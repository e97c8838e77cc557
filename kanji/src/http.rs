//! HTTP features

use crate::Error;
use crate::config::HttpConfig;

mod client {
    use crate::config::HttpConfig;

    pub use reqwest::Client;

    /// Returns an HTTP client builder configured from `config`.
    pub fn builder(config: &HttpConfig) -> reqwest::ClientBuilder {
        reqwest::ClientBuilder::new()
            .redirect(reqwest::redirect::Policy::none())
            .timeout(config.timeout)
            .user_agent(config.user_agent.as_str())
    }
}

/// Builds an HTTP client from `config`.
///
/// # Errors
///
/// Returns [`Error::HttpClient`] if the TLS backend or resolver cannot be initialized.
pub fn build_client(config: &HttpConfig) -> Result<client::Client, Error> {
    client::builder(config).build().map_err(Error::HttpClient)
}

/// Builds a dictionary client that uses the URLs and timeout from `config`.
///
/// # Errors
///
/// Returns [`Error::HttpClient`] if the underlying HTTP client cannot be built.
pub fn build_jisho_client(config: &HttpConfig) -> Result<jisho::Client, Error> {
    let http_client = build_client(config)?;
    let client = jisho::Client::with_client(http_client)
        .with_timeout(config.timeout)
        .with_base_urls(config.search_url.clone(), config.phrase_api_url.clone());

    Ok(client)
}

#[cfg(test)]
mod tests {
    use super::*;

    #[test]
    fn builds_client_from_config() {
        let config = HttpConfig::default();
        let client = build_jisho_client(&config).expect("jisho client");

        assert_eq!(client.search_url(), &config.search_url);
    }
}
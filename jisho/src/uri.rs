//! URL construction for the dictionary's pages and static assets.

use url::Url;

use crate::Error;

/// Base URL of the page search.
pub const SEARCH_BASE_URL: &str = "https://jisho.org/search/";
/// Base URL of the word search API.
pub const PHRASE_API_URL: &str = "https://jisho.org/api/v1/search/words";
/// Base URL of the static stroke order diagrams.
pub const STROKE_ORDER_DIAGRAM_BASE_URL: &str =
    "http://classic.jisho.org/static/images/stroke_diagrams/";

/// Returns the URL of the stroke order diagram for `kanji`.
///
/// The diagram is keyed by the decimal value of the first code point. An empty `kanji` maps to
/// code point 0.
///
/// # Example
///
/// ```rust
/// use jisho::stroke_order_diagram_uri;
///
/// assert_eq!(
///     stroke_order_diagram_uri("語"),
///     "http://classic.jisho.org/static/images/stroke_diagrams/35486_frames.png"
/// );
/// ```
#[must_use]
pub fn stroke_order_diagram_uri(kanji: &str) -> String {
    let code_point = kanji.chars().next().map_or(0, u32::from);

    format!("{STROKE_ORDER_DIAGRAM_BASE_URL}{code_point}_frames.png")
}

/// Returns the URL of the kanji details page for `kanji` below `base`.
///
/// # Errors
///
/// Returns [`Error::InvalidBaseUrl`] if `base` cannot carry path segments.
pub fn uri_for_kanji_search(base: &Url, kanji: &str) -> Result<Url, Error> {
    search_uri(base, kanji, "kanji")
}

/// Returns the URL of the example sentence search for `phrase` below `base`.
///
/// # Errors
///
/// Returns [`Error::InvalidBaseUrl`] if `base` cannot carry path segments.
pub fn uri_for_example_search(base: &Url, phrase: &str) -> Result<Url, Error> {
    search_uri(base, phrase, "sentences")
}

/// Appends `{term}#{tag}` as a single, percent-encoded path segment, so the `#` ends up as
/// `%23` rather than starting a fragment.
fn search_uri(base: &Url, term: &str, tag: &str) -> Result<Url, Error> {
    let mut url = base.clone();

    url.path_segments_mut()
        .map_err(|()| Error::InvalidBaseUrl(base.to_string()))?
        .pop_if_empty()
        .push(&format!("{term}#{tag}"));

    Ok(url)
}

#[cfg(test)]
mod tests {
    use super::*;

    fn base() -> Url {
        Url::parse(SEARCH_BASE_URL).unwrap()
    }

    #[test]
    fn stroke_order_diagram_uses_first_code_point() {
        assert_eq!(
            stroke_order_diagram_uri("日本"),
            "http://classic.jisho.org/static/images/stroke_diagrams/26085_frames.png"
        );
        assert_eq!(
            stroke_order_diagram_uri(""),
            "http://classic.jisho.org/static/images/stroke_diagrams/0_frames.png"
        );
    }

    #[test]
    fn kanji_search_encodes_term_and_tag() {
        let url = uri_for_kanji_search(&base(), "日").unwrap();

        assert_eq!(url.as_str(), "https://jisho.org/search/%E6%97%A5%23kanji");
    }

    #[test]
    fn example_search_encodes_spaces() {
        let url = uri_for_example_search(&base(), "日 本").unwrap();

        assert_eq!(
            url.as_str(),
            "https://jisho.org/search/%E6%97%A5%20%E6%9C%AC%23sentences"
        );
    }

    #[test]
    fn rejects_cannot_be_a_base_urls() {
        let base = Url::parse("mailto:someone@example.com").unwrap();

        assert!(matches!(
            uri_for_kanji_search(&base, "日"),
            Err(Error::InvalidBaseUrl(_))
        ));
    }
}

# # # # #

# YOUR INSTRUCTIONS
Beginning with the opening line above, retype the records exactly through the line with "Returns an HTTP", both ends included.

# SOLUTION TO THIS EXERCISE
repository e97c8838e77cc557
filename kanji/src/http.rs
//! HTTP features

use crate::Error;
use crate::config::HttpConfig;

mod client {
    use crate::config::HttpConfig;

    pub use reqwest::Client;

    /// Returns an HTTP client builder configured from `config`.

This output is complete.